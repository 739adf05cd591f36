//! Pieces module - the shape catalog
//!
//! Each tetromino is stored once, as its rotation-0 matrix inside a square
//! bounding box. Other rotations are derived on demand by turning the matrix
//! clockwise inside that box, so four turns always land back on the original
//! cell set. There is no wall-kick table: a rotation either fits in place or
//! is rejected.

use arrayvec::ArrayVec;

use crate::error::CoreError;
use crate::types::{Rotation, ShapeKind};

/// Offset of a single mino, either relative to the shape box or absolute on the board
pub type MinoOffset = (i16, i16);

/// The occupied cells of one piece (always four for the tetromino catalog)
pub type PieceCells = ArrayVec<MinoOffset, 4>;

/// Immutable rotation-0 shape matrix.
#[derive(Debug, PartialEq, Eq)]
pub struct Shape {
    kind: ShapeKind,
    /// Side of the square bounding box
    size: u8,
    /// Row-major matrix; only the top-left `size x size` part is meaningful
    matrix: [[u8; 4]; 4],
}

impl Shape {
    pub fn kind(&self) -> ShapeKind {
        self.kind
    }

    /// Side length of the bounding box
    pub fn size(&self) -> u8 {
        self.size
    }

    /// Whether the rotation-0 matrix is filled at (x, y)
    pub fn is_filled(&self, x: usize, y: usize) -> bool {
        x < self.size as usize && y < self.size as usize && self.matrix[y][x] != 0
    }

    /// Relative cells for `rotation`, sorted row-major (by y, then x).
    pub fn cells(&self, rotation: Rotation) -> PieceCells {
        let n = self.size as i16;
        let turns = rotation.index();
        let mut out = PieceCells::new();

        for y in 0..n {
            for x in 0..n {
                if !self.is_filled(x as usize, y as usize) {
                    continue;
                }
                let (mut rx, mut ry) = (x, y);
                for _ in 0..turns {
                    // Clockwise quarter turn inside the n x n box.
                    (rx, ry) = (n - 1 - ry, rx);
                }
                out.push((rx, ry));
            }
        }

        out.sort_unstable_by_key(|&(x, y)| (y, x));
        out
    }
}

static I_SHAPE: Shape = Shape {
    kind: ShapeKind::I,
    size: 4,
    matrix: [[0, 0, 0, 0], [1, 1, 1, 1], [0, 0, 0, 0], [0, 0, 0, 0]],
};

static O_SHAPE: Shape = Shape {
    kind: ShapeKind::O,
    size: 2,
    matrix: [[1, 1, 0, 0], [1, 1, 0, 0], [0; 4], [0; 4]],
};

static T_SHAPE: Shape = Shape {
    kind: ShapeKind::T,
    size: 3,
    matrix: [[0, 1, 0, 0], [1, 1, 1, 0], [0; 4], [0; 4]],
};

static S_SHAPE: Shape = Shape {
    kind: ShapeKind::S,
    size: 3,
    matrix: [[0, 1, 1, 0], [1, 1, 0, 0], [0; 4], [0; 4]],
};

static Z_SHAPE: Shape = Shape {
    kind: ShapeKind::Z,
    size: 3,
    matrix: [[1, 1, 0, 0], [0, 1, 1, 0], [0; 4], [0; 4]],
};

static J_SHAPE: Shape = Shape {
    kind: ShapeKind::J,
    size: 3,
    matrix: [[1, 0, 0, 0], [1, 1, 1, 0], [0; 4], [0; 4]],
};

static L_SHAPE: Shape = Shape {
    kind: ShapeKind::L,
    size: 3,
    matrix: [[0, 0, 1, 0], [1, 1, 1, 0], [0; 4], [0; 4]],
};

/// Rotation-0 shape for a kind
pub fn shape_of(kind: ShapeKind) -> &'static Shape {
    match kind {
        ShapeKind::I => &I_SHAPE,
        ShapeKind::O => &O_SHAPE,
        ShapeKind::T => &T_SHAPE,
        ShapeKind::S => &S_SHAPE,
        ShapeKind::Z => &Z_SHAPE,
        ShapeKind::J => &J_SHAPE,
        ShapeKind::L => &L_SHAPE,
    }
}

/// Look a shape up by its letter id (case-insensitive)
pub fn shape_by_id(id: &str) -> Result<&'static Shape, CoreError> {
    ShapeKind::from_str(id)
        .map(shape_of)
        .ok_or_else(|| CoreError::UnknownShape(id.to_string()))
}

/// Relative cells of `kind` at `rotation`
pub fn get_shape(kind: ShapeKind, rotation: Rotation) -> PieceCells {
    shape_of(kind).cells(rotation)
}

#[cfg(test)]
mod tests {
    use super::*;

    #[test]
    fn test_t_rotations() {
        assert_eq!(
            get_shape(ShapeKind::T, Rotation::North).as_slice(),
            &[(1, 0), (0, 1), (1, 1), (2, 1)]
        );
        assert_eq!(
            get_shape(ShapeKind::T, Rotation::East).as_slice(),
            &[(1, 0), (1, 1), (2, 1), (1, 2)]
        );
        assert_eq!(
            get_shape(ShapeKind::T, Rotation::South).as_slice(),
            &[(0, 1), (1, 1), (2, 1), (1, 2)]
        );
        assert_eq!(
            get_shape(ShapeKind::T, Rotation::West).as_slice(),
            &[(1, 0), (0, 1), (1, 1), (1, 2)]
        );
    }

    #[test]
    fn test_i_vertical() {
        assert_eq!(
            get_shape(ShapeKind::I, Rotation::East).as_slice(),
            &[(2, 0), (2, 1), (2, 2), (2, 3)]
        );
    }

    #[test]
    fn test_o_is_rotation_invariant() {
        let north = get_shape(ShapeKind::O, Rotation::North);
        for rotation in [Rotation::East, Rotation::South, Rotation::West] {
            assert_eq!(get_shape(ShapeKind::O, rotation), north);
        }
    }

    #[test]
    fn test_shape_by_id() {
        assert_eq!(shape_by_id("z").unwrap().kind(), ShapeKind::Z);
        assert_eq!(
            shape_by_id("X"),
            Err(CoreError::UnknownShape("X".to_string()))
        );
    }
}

================

#### TASK PROMPT:
Each line carrying the string "static" should be copied out from the entries.

#### WRITTEN RESPONSE:
static I_SHAPE: Shape = Shape {
static O_SHAPE: Shape = Shape {
static T_SHAPE: Shape = Shape {
static S_SHAPE: Shape = Shape {
static Z_SHAPE: Shape = Shape {
static J_SHAPE: Shape = Shape {
static L_SHAPE: Shape = Shape {
pub fn shape_of(kind: ShapeKind) -> &'static Shape {
pub fn shape_by_id(id: &str) -> Result<&'static Shape, CoreError> {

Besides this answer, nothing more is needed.